Saved data entries
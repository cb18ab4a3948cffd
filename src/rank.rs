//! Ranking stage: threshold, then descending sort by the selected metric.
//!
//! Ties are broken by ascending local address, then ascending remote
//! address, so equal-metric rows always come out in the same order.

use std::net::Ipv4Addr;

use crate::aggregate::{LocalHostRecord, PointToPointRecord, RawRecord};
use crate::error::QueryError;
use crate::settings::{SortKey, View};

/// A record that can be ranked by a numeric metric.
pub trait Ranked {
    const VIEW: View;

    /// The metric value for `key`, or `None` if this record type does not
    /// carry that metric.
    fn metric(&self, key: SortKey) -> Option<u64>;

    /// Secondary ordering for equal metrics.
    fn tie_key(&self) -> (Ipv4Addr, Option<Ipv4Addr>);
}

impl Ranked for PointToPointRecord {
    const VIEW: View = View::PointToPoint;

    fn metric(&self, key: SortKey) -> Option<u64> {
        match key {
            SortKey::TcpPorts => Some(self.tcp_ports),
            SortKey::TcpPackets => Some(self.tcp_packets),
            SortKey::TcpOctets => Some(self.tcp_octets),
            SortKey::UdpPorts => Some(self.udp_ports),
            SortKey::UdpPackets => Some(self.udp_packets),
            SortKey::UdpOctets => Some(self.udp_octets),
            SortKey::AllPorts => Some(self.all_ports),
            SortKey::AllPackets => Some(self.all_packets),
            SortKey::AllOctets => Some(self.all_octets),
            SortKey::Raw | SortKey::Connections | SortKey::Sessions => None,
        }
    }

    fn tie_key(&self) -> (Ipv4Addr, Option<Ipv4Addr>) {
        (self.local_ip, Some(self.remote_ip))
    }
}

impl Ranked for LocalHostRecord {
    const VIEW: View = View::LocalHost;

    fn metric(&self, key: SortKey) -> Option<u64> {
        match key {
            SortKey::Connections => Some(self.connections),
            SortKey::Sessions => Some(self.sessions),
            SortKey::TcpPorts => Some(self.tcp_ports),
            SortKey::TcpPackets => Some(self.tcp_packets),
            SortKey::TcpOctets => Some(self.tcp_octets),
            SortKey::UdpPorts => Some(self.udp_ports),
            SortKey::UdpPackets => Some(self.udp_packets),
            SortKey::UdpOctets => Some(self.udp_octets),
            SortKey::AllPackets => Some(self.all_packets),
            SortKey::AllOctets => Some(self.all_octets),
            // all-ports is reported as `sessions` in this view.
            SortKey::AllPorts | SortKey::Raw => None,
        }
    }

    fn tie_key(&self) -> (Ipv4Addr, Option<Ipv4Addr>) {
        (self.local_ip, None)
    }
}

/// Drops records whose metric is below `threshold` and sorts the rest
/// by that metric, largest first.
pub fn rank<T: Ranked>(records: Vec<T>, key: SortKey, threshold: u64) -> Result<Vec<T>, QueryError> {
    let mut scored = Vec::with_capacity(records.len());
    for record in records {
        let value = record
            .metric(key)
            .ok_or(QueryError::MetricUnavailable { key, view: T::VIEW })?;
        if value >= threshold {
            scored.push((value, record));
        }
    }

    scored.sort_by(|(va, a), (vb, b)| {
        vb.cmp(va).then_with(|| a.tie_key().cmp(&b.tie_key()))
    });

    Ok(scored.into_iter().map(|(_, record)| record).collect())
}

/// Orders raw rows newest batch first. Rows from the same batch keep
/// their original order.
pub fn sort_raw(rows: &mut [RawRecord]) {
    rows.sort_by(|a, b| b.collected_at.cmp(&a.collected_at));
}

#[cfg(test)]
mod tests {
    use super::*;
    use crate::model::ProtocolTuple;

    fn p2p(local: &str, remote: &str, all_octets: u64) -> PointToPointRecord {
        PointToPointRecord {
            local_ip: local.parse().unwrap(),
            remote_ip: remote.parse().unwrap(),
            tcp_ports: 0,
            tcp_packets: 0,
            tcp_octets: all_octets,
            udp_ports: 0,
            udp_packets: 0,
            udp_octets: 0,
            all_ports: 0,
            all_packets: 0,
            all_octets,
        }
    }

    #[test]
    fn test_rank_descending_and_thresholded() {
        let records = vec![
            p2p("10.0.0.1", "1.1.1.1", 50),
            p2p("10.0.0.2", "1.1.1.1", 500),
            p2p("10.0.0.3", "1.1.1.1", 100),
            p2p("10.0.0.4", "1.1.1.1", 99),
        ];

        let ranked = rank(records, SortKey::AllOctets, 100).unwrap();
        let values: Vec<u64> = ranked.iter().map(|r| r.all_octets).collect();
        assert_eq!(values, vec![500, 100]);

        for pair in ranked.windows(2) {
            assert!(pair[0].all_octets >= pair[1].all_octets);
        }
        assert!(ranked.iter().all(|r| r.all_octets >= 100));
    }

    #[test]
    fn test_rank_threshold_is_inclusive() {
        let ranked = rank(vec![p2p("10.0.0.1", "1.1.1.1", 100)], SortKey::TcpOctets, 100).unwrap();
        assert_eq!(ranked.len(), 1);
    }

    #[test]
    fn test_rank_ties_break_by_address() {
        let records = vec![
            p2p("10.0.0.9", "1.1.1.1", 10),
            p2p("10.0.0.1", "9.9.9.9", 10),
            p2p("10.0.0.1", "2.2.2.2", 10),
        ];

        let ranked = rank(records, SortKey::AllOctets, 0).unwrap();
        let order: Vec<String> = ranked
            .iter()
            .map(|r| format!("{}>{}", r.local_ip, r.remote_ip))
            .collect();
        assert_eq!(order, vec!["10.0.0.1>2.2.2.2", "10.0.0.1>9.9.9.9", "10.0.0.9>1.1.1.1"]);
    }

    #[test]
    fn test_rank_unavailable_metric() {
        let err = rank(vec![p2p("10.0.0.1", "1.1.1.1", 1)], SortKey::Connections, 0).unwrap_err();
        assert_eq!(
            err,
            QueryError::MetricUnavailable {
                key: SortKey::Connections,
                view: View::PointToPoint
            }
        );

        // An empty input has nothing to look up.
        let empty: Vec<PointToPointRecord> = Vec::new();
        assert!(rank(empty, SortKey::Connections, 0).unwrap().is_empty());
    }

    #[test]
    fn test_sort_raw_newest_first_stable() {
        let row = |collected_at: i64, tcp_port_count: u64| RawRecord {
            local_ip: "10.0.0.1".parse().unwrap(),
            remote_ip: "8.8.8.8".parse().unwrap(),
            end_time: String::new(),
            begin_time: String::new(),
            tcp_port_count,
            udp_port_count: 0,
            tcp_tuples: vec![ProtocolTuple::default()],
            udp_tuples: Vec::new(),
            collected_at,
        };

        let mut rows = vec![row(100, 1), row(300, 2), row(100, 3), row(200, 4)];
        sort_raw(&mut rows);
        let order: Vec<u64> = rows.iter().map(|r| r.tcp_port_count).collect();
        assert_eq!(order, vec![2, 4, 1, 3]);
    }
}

...

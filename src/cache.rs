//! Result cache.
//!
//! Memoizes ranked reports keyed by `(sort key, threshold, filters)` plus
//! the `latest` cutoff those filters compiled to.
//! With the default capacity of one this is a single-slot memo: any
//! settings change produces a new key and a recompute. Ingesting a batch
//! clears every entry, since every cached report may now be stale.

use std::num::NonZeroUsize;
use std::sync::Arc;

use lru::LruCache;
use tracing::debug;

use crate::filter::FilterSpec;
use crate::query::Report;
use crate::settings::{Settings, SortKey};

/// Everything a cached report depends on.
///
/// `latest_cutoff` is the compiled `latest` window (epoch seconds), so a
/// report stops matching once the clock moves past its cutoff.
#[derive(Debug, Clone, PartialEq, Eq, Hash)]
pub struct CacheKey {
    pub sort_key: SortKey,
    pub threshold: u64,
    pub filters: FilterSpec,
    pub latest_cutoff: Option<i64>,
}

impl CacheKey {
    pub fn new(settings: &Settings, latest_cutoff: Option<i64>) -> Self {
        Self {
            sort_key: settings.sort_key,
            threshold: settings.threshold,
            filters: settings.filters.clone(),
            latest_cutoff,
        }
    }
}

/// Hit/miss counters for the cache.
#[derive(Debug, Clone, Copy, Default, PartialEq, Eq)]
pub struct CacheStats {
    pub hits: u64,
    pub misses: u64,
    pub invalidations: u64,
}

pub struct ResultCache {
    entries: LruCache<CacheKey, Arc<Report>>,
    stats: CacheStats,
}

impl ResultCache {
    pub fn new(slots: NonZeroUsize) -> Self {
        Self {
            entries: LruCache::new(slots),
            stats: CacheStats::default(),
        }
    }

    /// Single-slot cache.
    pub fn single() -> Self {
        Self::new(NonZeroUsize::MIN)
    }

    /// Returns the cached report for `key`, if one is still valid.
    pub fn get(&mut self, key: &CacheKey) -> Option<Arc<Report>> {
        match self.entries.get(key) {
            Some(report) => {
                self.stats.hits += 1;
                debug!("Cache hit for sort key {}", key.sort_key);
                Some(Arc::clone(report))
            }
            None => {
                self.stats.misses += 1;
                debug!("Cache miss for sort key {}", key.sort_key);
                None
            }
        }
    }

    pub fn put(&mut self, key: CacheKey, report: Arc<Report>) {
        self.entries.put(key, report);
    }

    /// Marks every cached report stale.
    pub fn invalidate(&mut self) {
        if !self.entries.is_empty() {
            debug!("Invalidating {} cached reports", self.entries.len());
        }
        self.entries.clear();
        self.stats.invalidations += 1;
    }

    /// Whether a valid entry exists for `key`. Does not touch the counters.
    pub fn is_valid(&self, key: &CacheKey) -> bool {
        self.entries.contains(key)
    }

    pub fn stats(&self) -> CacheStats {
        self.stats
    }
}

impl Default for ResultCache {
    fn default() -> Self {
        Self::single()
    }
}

● **Problem to work on**: Give only a number, the count of lines above that include the string "invalidations".

● **Answer space**: 2